The sources that Spencer is analyzing have made his research project a bit more time-consuming than he had foreseen. In the first instance, Spencer is wrestling with accessing online sources from the early 2000s. Additionally, he needs to evaluate these sources without the benefit of a large stack of history books that could provide him with context. Time management is one of the big issues that Spencer is flagging up. “I have time set aside every Tuesday to work on the project; and I talk to Dr. Mooney then too.” But on top of that, Spencer said: “I do something with the project, whenever I have free time.”

Choosing an advisor, is what both Spencer and Dr. Mooney emphasize to be one of the most important aspects of the process. Spencer had started working with Dr. Mooney on his first villain-oriented project before he switched to Iron Man. In consultation with her, he put his HITM committee together. “You should look for someone who you want to work with, who is going to be both supportive and helpful to you.” Dr. Mooney has supervised at least one HITM thesis a year since joining FSU’s faculty. She finds this process of advising HITM students to be one of the most fun and rewarding aspects of her job.
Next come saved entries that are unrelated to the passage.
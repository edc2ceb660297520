#![forbid(unsafe_code)]

use std::path::PathBuf;
use thiserror::Error;

#[derive(Debug, Error)]
pub enum StoreError {
    #[error("io on {}: {source}", path.display())]
    Io {
        path: PathBuf,
        #[source]
        source: std::io::Error,
    },
    #[error("json in {}: {source}", path.display())]
    Json {
        path: PathBuf,
        #[source]
        source: serde_json::Error,
    },
    #[error("yaml in {}: {source}", path.display())]
    Yaml {
        path: PathBuf,
        #[source]
        source: serde_yaml::Error,
    },
    #[error("invalid schema {name}: {message}")]
    InvalidSchema { name: String, message: String },
    #[error("invalid input: {0}")]
    InvalidInput(&'static str),
    #[error("invalid shape in {}: {message}", path.display())]
    InvalidShape { path: PathBuf, message: String },
    #[error("duplicate id {id} in class {class} ({} and {})", first.display(), second.display())]
    DuplicateId {
        class: String,
        id: String,
        first: PathBuf,
        second: PathBuf,
    },
}

impl StoreError {
    pub(crate) fn io(path: impl Into<PathBuf>, source: std::io::Error) -> Self {
        Self::Io {
            path: path.into(),
            source,
        }
    }
}
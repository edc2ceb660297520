#![forbid(unsafe_code)]

use crate::StoreError;
use crate::source::parse_document;
use ov_core::CanonicalSet;
use serde_json::Value;
use std::collections::BTreeMap;
use std::path::{Path, PathBuf};

/// Source of the canonical upstream records, one set per entity class.
pub trait UpstreamProvider {
    fn fetch(&self) -> Result<UpstreamSnapshot, StoreError>;
}

/// A fully materialised upstream snapshot.
#[derive(Clone, Debug, Default, PartialEq)]
pub struct UpstreamSnapshot {
    classes: BTreeMap<String, CanonicalSet>,
}

impl UpstreamSnapshot {
    pub fn new(classes: BTreeMap<String, CanonicalSet>) -> Self {
        Self { classes }
    }

    pub fn class(&self, class: &str) -> Option<&CanonicalSet> {
        self.classes.get(class)
    }

    pub fn classes(&self) -> impl Iterator<Item = &str> {
        self.classes.keys().map(String::as_str)
    }

    /// Accepts `{class: [records]}`, `{class: {id: record}}` or either wrapped
    /// in a `{"data": ...}` envelope.
    pub fn from_value(value: Value) -> Result<Self, &'static str> {
        let value = match value {
            Value::Object(mut map) if map.len() == 1 && map.contains_key("data") => {
                map.remove("data").unwrap_or(Value::Null)
            }
            other => other,
        };
        let Value::Object(classes) = value else {
            return Err("snapshot must map entity classes to records");
        };

        let mut out = BTreeMap::new();
        for (class, records) in classes {
            let set = match records {
                Value::Array(items) => index_by_id(&class, items),
                Value::Object(map) => map.into_iter().collect(),
                _ => return Err("snapshot classes must be lists or id-keyed mappings"),
            };
            out.insert(class, set);
        }
        Ok(Self { classes: out })
    }
}

fn index_by_id(class: &str, items: Vec<Value>) -> CanonicalSet {
    let mut set = CanonicalSet::new();
    for (index, item) in items.into_iter().enumerate() {
        let Some(id) = item.get("id").and_then(Value::as_str).map(str::to_string) else {
            tracing::warn!(class, index, "upstream record without id skipped");
            continue;
        };
        set.insert(id, item);
    }
    set
}

/// Snapshot saved to disk as JSON or YAML.
#[derive(Clone, Debug)]
pub struct SnapshotFile {
    path: PathBuf,
}

impl SnapshotFile {
    pub fn new(path: impl Into<PathBuf>) -> Self {
        Self { path: path.into() }
    }

    pub fn path(&self) -> &Path {
        &self.path
    }
}

impl UpstreamProvider for SnapshotFile {
    fn fetch(&self) -> Result<UpstreamSnapshot, StoreError> {
        let raw =
            std::fs::read_to_string(&self.path).map_err(|err| StoreError::io(&self.path, err))?;
        let value = parse_document(&self.path, &raw)?;
        let snapshot =
            UpstreamSnapshot::from_value(value).map_err(|message| StoreError::InvalidShape {
                path: self.path.clone(),
                message: message.to_string(),
            })?;
        tracing::info!(
            path = %self.path.display(),
            classes = snapshot.classes.len(),
            "loaded upstream snapshot"
        );
        Ok(snapshot)
    }
}
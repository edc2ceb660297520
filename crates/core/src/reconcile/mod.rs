#![forbid(unsafe_code)]

mod rules;

pub use rules::*;

use crate::verdict::{FieldDetail, Verdict, VerdictStatus};
use serde_json::{Map, Value};
use std::collections::BTreeMap;
use std::str::FromStr;

/// Upstream records of one entity class, keyed by entity ID.
pub type CanonicalSet = BTreeMap<String, Value>;

/// Patch records of one entity class, keyed by entity ID.
pub type PatchSet = BTreeMap<String, Value>;

/// Field names that carry special meaning in patch and canonical records.
#[derive(Clone, Debug, PartialEq, Eq)]
pub struct RecordLayout {
    pub disabled: String,
    pub name: String,
    pub objectives: String,
    pub added_objectives: String,
    pub requirements: String,
    pub map: String,
    pub objective_maps: String,
}

impl Default for RecordLayout {
    fn default() -> Self {
        Self {
            disabled: "disabled".to_string(),
            name: "name".to_string(),
            objectives: "objectives".to_string(),
            added_objectives: "objectivesAdd".to_string(),
            requirements: "taskRequirements".to_string(),
            map: "map".to_string(),
            objective_maps: "maps".to_string(),
        }
    }
}

/// What a `disabled: true` patch resolves to.
#[derive(Clone, Copy, Debug, Default, PartialEq, Eq)]
pub enum DisabledPolicy {
    /// Keep the patch and ask a human to confirm the entity left upstream.
    #[default]
    FlagForReview,
    /// Treat the patch as no longer needed without inspecting fields.
    ResolveAsFixed,
}

impl DisabledPolicy {
    pub fn as_str(self) -> &'static str {
        match self {
            Self::FlagForReview => "flag-for-review",
            Self::ResolveAsFixed => "resolve-as-fixed",
        }
    }
}

#[derive(Clone, Debug, PartialEq, Eq)]
pub struct UnknownDisabledPolicy(pub String);

impl std::fmt::Display for UnknownDisabledPolicy {
    fn fmt(&self, f: &mut std::fmt::Formatter<'_>) -> std::fmt::Result {
        write!(
            f,
            "unknown disabled policy '{}' (expected flag-for-review or resolve-as-fixed)",
            self.0
        )
    }
}

impl std::error::Error for UnknownDisabledPolicy {}

impl FromStr for DisabledPolicy {
    type Err = UnknownDisabledPolicy;

    fn from_str(value: &str) -> Result<Self, Self::Err> {
        match value.trim().to_ascii_lowercase().as_str() {
            "flag-for-review" | "flag" | "review" => Ok(Self::FlagForReview),
            "resolve-as-fixed" | "resolve" | "fixed" => Ok(Self::ResolveAsFixed),
            _ => Err(UnknownDisabledPolicy(value.to_string())),
        }
    }
}

#[derive(Clone, Debug, Default)]
pub struct ReconcileOptions {
    pub layout: RecordLayout,
    pub disabled_policy: DisabledPolicy,
}

/// Classifies one patch record against the upstream records of its class.
pub fn reconcile(
    id: &str,
    patch: &Value,
    canonical_set: &CanonicalSet,
    options: &ReconcileOptions,
) -> Verdict {
    let layout = &options.layout;
    let empty = Map::new();
    let patch_map = patch.as_object().unwrap_or(&empty);

    let Some(canonical) = canonical_set.get(id) else {
        tracing::trace!(id, "entity absent upstream");
        return Verdict::terminal(
            id,
            display_name(id, patch_map, None, layout),
            VerdictStatus::RemovedFromApi,
            FieldDetail::info("_entity", format!("{id} is no longer present in the API")),
        );
    };
    let canonical_map = canonical.as_object().unwrap_or(&empty);
    let name = display_name(id, patch_map, Some(canonical_map), layout);

    if patch_map.get(&layout.disabled) == Some(&Value::Bool(true)) {
        tracing::trace!(id, policy = options.disabled_policy.as_str(), "disabled patch");
        return match options.disabled_policy {
            DisabledPolicy::FlagForReview => Verdict::terminal(
                id,
                name,
                VerdictStatus::Needed,
                FieldDetail::check(
                    layout.disabled.as_str(),
                    "patch is disabled but the entity is still in the API; confirm upstream removal",
                ),
            ),
            DisabledPolicy::ResolveAsFixed => Verdict::terminal(
                id,
                name,
                VerdictStatus::Fixed,
                FieldDetail::info(
                    layout.disabled.as_str(),
                    "patch is disabled; no longer needed",
                ),
            ),
        };
    }

    let ctx = RuleContext {
        id,
        patch: patch_map,
        canonical: canonical_map,
        layout,
    };
    let details = walk_fields(&ctx);
    let verdict = Verdict::from_details(id, name, details);
    tracing::trace!(id, status = verdict.status.as_str(), "reconciled");
    verdict
}

/// Reconciles every patch of a class. A class with no upstream data at all
/// yields `NOT_FOUND` for each entity.
pub fn reconcile_class(
    patches: &PatchSet,
    canonical_set: Option<&CanonicalSet>,
    options: &ReconcileOptions,
) -> Vec<Verdict> {
    let Some(canonical_set) = canonical_set else {
        let empty = Map::new();
        return patches
            .iter()
            .map(|(id, patch)| {
                let patch_map = patch.as_object().unwrap_or(&empty);
                Verdict::terminal(
                    id.as_str(),
                    display_name(id, patch_map, None, &options.layout),
                    VerdictStatus::NotFound,
                    FieldDetail::info("_entity", "no upstream data for this entity class"),
                )
            })
            .collect();
    };
    patches
        .iter()
        .map(|(id, patch)| reconcile(id, patch, canonical_set, options))
        .collect()
}

fn display_name(
    id: &str,
    patch: &Map<String, Value>,
    canonical: Option<&Map<String, Value>>,
    layout: &RecordLayout,
) -> String {
    canonical
        .and_then(|c| c.get(&layout.name))
        .or_else(|| patch.get(&layout.name))
        .and_then(Value::as_str)
        .map(str::trim)
        .filter(|name| !name.is_empty())
        .unwrap_or(id)
        .to_string()
}

#[cfg(test)]
mod tests;
#![forbid(unsafe_code)]

use crate::StoreError;
use jsonschema::Draft;
use ov_core::RecordLayout;
use serde_json::{Map, Value, json};
use std::collections::BTreeMap;
use std::path::Path;

const SCHEMA_DIR: &str = "schemas";

/// JSON Schema every patch record must satisfy, keyed by the layout's field names.
pub fn record_schema(layout: &RecordLayout) -> Value {
    let mut properties = Map::new();
    properties.insert(layout.disabled.clone(), json!({ "type": "boolean" }));
    properties.insert(
        layout.objectives.clone(),
        json!({
            "type": "object",
            "propertyNames": { "pattern": "\\S" },
            "additionalProperties": { "type": "object" }
        }),
    );
    properties.insert(
        layout.added_objectives.clone(),
        json!({
            "type": "array",
            "items": {
                "type": "object",
                "anyOf": [
                    { "required": ["id"], "properties": { "id": { "type": "string" } } },
                    {
                        "required": ["description"],
                        "properties": { "description": { "type": "string" } }
                    }
                ]
            }
        }),
    );
    properties.insert(
        layout.requirements.clone(),
        json!({
            "type": "array",
            "items": {
                "type": "object",
                "required": ["task"],
                "properties": {
                    "task": {
                        "type": "object",
                        "required": ["id"],
                        "properties": { "id": { "type": "string", "pattern": "\\S" } }
                    }
                }
            }
        }),
    );
    json!({
        "$schema": "https://json-schema.org/draft/2020-12/schema",
        "type": "object",
        "properties": properties
    })
}

/// Compiled record schemas: the layout schema for every class, plus an optional
/// `<root>/schemas/<class>.json|yaml|yml` that a class's records must also pass.
#[derive(Debug)]
pub struct RecordValidator {
    base: jsonschema::Validator,
    classes: BTreeMap<String, jsonschema::Validator>,
}

impl RecordValidator {
    pub fn new(layout: &RecordLayout) -> Result<Self, StoreError> {
        Ok(Self {
            base: compile_schema("record", &record_schema(layout))?,
            classes: BTreeMap::new(),
        })
    }

    /// Adds the class schemas found under `<root>/schemas`.
    pub fn with_class_schemas(mut self, root: &Path) -> Result<Self, StoreError> {
        let dir = root.join(SCHEMA_DIR);
        if !dir.is_dir() {
            return Ok(self);
        }
        for path in super::sorted_entries(&dir)? {
            if !path.is_file() || !super::is_supported(&path) {
                continue;
            }
            let Some(class) = path.file_stem().and_then(|s| s.to_str()) else {
                continue;
            };
            let raw = std::fs::read_to_string(&path).map_err(|err| StoreError::io(&path, err))?;
            let schema = super::parse_document(&path, &raw)?;
            tracing::debug!(class, path = %path.display(), "loaded class schema");
            self.classes
                .insert(class.to_string(), compile_schema(class, &schema)?);
        }
        Ok(self)
    }

    pub fn has_class_schema(&self, class: &str) -> bool {
        self.classes.contains_key(class)
    }

    /// One message per schema violation, prefixed with the `$`-rooted instance path.
    pub fn validate(&self, class: &str, record: &Value) -> Vec<String> {
        let mut messages = violations(&self.base, record);
        if let Some(validator) = self.classes.get(class) {
            messages.extend(violations(validator, record));
        }
        messages
    }
}

fn compile_schema(name: &str, schema: &Value) -> Result<jsonschema::Validator, StoreError> {
    jsonschema::options()
        .with_draft(Draft::Draft202012)
        .build(schema)
        .map_err(|err| StoreError::InvalidSchema {
            name: name.to_string(),
            message: err.to_string(),
        })
}

fn violations(validator: &jsonschema::Validator, record: &Value) -> Vec<String> {
    validator
        .iter_errors(record)
        .map(|error| format!("${}: {error}", error.instance_path))
        .collect()
}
It allows her to see students grow and “figure out what they are capable of on their own outside of the classroom.”

When asked what advice he may have for someone thinking about doing Honors in the Major, Spencer suggested: “take some time to sit back and ask yourself, what do you want to get out of it, and why do you want to do it?” Spencer himself has applied to join an MA program next year. He sees the HITM program as a chance to hone his skills for graduate school. It has taught him a lot about research and working with a range of different materials. It has made him more skilled at sifting sources, analyzing his data, and establishing a plan for his writing project. Spencer is looking to write a thesis of around 50 pages, and that requires organizational skills as well as being good at writing clearly and persuasively. “If you choose to pursue the Honors in the Major project,” Dr. Mooney adds in, “it will become a major part of your graduate school application.”

But even if you have an eye on grad school that should not be the only reason for doing a HITM project. As Spencer discovered, the deeper he dug into Iron Man, the more he engaged with the films and the superhero, the more fun the project became. New research questions kept coming up. The more he immersed himself, the clearer it became that Iron Man could not just be an HITM thesis, or his MA work, but might also offer enough material for a future PhD dissertation. Spencer has yet to decide if this project will change his outlook on Iron Man, however. Not because of the amount of work, but because of his morbid curiosity about the psychological complexes of villains.